Backlight Bleeding: cos’è e come risolvere

Quando si acquista un monitor o un televisore, tra i più esperti imperversa sempre la paura di incappare in un’unità affetta da Backlight Bleeding e dover quindi procedere al reso. Ma che cos’è il backlight bleeding? Cosa comporta? E sopratutto: si può risolvere? Scopriamolo in questa guida!

Che cos’è?

Il Backlight Bleeding è una problematica che colpisce tutti i pannelli a matrice attiva, dunque all’atto pratico, gli unici esenti sono i display OLED. Questo problema risiede, di fatto, nel funzionamento stesso della tecnologia LCD (Liquid Cristal Display): il pannello è composto da milioni di pixel, i quali per essere visibili hanno bisogno di una retroilluminazione: tale retroilluminazione è la causa stessa del Backlight bleeding.

E’ bene precisare già da ora che ogni singolo schermo LCD soffre almeno un minimo il Backlight Bleeding, in quanto non si tratta di nient’altro che la manifestazione della retroilluminazione del display.

Ma vediamo ora cosa comporta all’atto pratico.

Cosa comporta?

Come accennato in precedenza, ogni pannello a matrice attiva mantiene sempre attiva la retroilluminazione, che dunque sarà visibile in particolari scene fortemente scure (motivo per cui i neri sono più tendenti al grigio che al nero ideale).

Tuttavia per poter parlare di Backlight Bleeding, deve essere presente una condizione in cui effettivamente questa retroilluminazione è particolarmente accentuata. Per esempio:

Nella foto a destra, si può notare leggermente la presenza della retroilluminazione, specialmente all’angolo destro inferiore. In quella sinistra, oltre ad esserci una retroilluminazione ben più evidente, gli angoli del monitor son letteralmente divorati dal Bleeding. Si tratta di emorragie di luce gravissime, che compromettono senza dubbio l’esperienza utente.

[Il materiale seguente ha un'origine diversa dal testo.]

//! Report download handlers
//!
//! Each endpoint streams an xlsx attachment built in memory.

use axum::{
    extract::State,
    http::header,
    response::{IntoResponse, Response},
};

use thesis_service::{services::reports::XLSX_CONTENT_TYPE, ReportService};

use crate::extractors::AdminUser;
use crate::response::ApiResult;
use crate::state::AppState;

fn xlsx_attachment(filename: &str, data: Vec<u8>) -> Response {
    let headers = [
        (header::CONTENT_TYPE, XLSX_CONTENT_TYPE.to_string()),
        (
            header::CONTENT_DISPOSITION,
            format!("attachment; filename=\"{filename}\""),
        ),
    ];
    (headers, data).into_response()
}

/// Student roster report
///
/// GET /reports/students
pub async fn students_report(
    State(state): State<AppState>,
    _admin: AdminUser,
) -> ApiResult<Response> {
    let service = ReportService::new(state.service_context());
    let data = service.students_report().await?;
    Ok(xlsx_attachment("students.xlsx", data))
}

/// Faculty roster report
///
/// GET /reports/faculty
pub async fn faculty_report(
    State(state): State<AppState>,
    _admin: AdminUser,
) -> ApiResult<Response> {
    let service = ReportService::new(state.service_context());
    let data = service.faculty_report().await?;
    Ok(xlsx_attachment("faculty.xlsx", data))
}

/// Theses report
///
/// GET /reports/theses
pub async fn theses_report(
    State(state): State<AppState>,
    _admin: AdminUser,
) -> ApiResult<Response> {
    let service = ReportService::new(state.service_context());
    let data = service.theses_report().await?;
    Ok(xlsx_attachment("theses.xlsx", data))
}

/// Defense registrations report
///
/// GET /reports/defenses
pub async fn defenses_report(
    State(state): State<AppState>,
    _admin: AdminUser,
) -> ApiResult<Response> {
    let service = ReportService::new(state.service_context());
    let data = service.defenses_report().await?;
    Ok(xlsx_attachment("defenses.xlsx", data))
}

Ecco allora una grande distinzione fra una situazione normale (foto a destra), ed una situazione di Backlight Bleeding (anche grave in questo caso).

Come risolvere?

Come ripetuto più volte, un minimo di bleeding come quello della foto di destra, è assolutamente normale. Viceversa, la situazione di sinistra è totalmente insolita e richiede un intervento immediato. Come si può intervenire:

  • Smontare il display ed applicare del nastro isolante intorno ai bordi (soluzione estrema)
  • Strofinare delicatamente l’area affetta dal problema (poco efficace)
  • Attivare il Black Equalizer sui prodotti che lo supportano (es. Samsung Galaxy G5 Odissey da noi recensito QUI)
  • Rivolgersi all’assistenza o procedere al reso/sostituzione.

Fatta eccezione per la prima opzione, estrema e rischiosa, le 2 procedure successive possono portare a qualche risultato ma comunque senza impatti significativi. Dunque qualora un prodotto da voi acquistato manifestasse del Backlight Bleeding evidente (come quello della foto a sinistra), che quindi ne preclude un uso al 100% delle proprie potenzialità, il nostro consiglio è di rivolgervi all’assistenza.

Solo in questo modo potrete risolvere definitivamente il problema, sottolineando ancora una volta però che un minimo di retroilluminazione sarà sempre e comunque visibile. Altrimenti comprate un pannello OLED.

Conclusioni

Con questa guida abbiamo cercato di fare chiarezza su una problematica di cui si sente tanto parlare, e che spaventa intere community di acquirenti, spiegando come riconoscerlo e quando intervenire.